When the trailer for Collateral Beauty first hit the internet, the first question asked in unison across social media was "Is this movie real?" The film, which stars Will Smith and a fancy assortment of familiar Oscars season faces, appeared to be about a grieving father who is visited by the personifications of Love, Time, and Death (Keira Knightley, Jacob Latimore and Helen Mirren, respectively), all three of whom help him come to terms with his loss and learn to embrace life again. This would be a terrible idea for a movie, a high-school-level stab at magical realism too thin and thudding to sustain for the duration of a feature film.
You may be relieved to hear, then, that that is not actually what Collateral Beauty is about. Collateral Beauty is about an ad man named Howard (Smith) whose crippling grief after the death of his 6-year-old daughter has made him unable to work, thus becoming a financial inconvenience for his partners at the agency. (The Big Account is, as always, at risk.) Left with no other recourse, they hire three actors at $20,000 a pop to play abstract concepts and harass Howard into either getting over his dead kid, or having a mental breakdown so comprehensive that he can be legally declared unfit to run the agency. (They go back and forth over which is the preferred outcome.) It is truly a Christmas Carol for our time: In place of Christmases Past, Present, and Future, they dispatch Love, Time, and Death, the "three abstractions" Howard once praised as the foundational concepts that get people to buy things.

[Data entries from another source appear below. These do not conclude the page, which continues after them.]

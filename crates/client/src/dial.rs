//! Relay dialing

use std::time::Duration;

use tokio::net::TcpStream;
use tokio_tungstenite::tungstenite::client::IntoClientRequest;
use tokio_tungstenite::tungstenite::http::HeaderValue;
use tokio_tungstenite::{connect_async, MaybeTlsStream, WebSocketStream};
use tracing::debug;

use sockbridge_core::{Target, PASSWORD_HEADER, TARGET_HEADER};

use crate::{ClientError, Result};

/// WebSocket connected to the relay
pub type RelaySocket = WebSocketStream<MaybeTlsStream<TcpStream>>;

/// Build the relay URL from `host[:port][/path]`.
///
/// `wss://` unless `insecure` is set. A value that already carries a
/// scheme is used as is.
pub fn relay_url(relay: &str, insecure: bool) -> String {
    if relay.starts_with("ws://") || relay.starts_with("wss://") {
        return relay.to_string();
    }
    let scheme = if insecure { "ws" } else { "wss" };
    format!("{}://{}", scheme, relay)
}

/// Open a relay session to `target`.
///
/// Resolves once the relay has answered 101. Any other answer becomes
/// [`ClientError::Rejected`] with the relay's status and body.
pub async fn dial_relay(
    url: &str,
    password: &str,
    target: &Target,
    timeout: Duration,
) -> Result<RelaySocket> {
    let mut request = url.into_client_request()?;
    let headers = request.headers_mut();
    headers.insert(
        PASSWORD_HEADER,
        HeaderValue::from_str(password).map_err(|_| ClientError::InvalidHeader(PASSWORD_HEADER))?,
    );
    headers.insert(
        TARGET_HEADER,
        HeaderValue::from_str(&target.to_string())
            .map_err(|_| ClientError::InvalidHeader(TARGET_HEADER))?,
    );

    let (socket, response) = tokio::time::timeout(timeout, connect_async(request))
        .await
        .map_err(|_| ClientError::Timeout)??;

    debug!("Relay {} accepted {} ({})", url, target, response.status());
    Ok(socket)
}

His colleagues refer to the "three abstractions" throughout the film with the urgent solemnity of characters in a Dan Brown novel, mystical totems of commerce that may now hold the key to their friend's rapidly disintegrating sanity.
It's not apparent that director David Frankel (The Devil Wears Prada) or writer Allan Loeb (Just Go With It) are aware of what a dark tale they have on their hands; the proceedings are told with the dull literalism of inspirational filmmaking. Nor is there any acknowledgement that Whit (Ed Norton), Claire (Kate Winslet), and Simon (Michael Peña,) the scheming trio behind this Extreme Gaslighting: Madison Avenue Edition, are morally irredeemable. They reassure each other that they're not just manipulating Howard to keep themselves in seven-to-eight figures, but to save the jobs of their staff. But when the film takes a brief interlude to be reminded of the stakes, we see an uninspiring open-plan office filled with scowling junior creatives arranging index cards on white boards, all the better to influence us with. The film seems completely un-conflicted in the tragic nobility of brand builders. At least Norton finally gets to play a character named Whit, which has somehow not happened already.
While everyone's working on their big campaign and inevitably learning their own lessons about Love, Time, and Death, Howard begins attending a support group, and forms a bond with another grieving parent played by Naomie Harris. Harris, so multifaceted and tragic in this year's Moonlight, gets about twice the screen time here, with a tenth of the emotional material. (She's also a key player in the movie's undercooked third-act twist, the worst of 2016.) She supplies the film's titular concept, which refers to the broadened emotional spectrum that comes with pain and recovery — the same tension that powers the inspirational cinema that Collateral Beauty aspires to be. The thing is, even the most facile of those films try to convey that basic drama through filmmaking and performance, not by verbally explaining the concept of dramatic catharsis like a term paper on Poetics.
That analytical approach carries over to all aspects of this strangely cold and uninviting holiday film. Collateral Beauty has all the signifiers of a heart-warmer, but its would-be aspirational Christmas in New York is established with flat shots of Rockefeller Center's skating rink and an austerely fashionable Bergdorf window — cinema by Google Image Search. The cast feels checked out: Winslet and Norton, two attractive and charismatic performers, have never looked more painted and tired. Outside of the support group, no actors but the principals have speaking lines, and once you realize this, the film's Manhattan streets feel ghostly and artificial.
I left Collateral Beauty most reminded of The Truman Show, another film in which a man is routinely lied to by his closest friends, all in the name of selling beer and slicer-dicers. Unlike Truman, Howard never really learns the truth, even if he does get to move on with his life. The film's prolonged final shot, meant to be heartwarming and hopeful, reminds us that the charade could start again at any moment.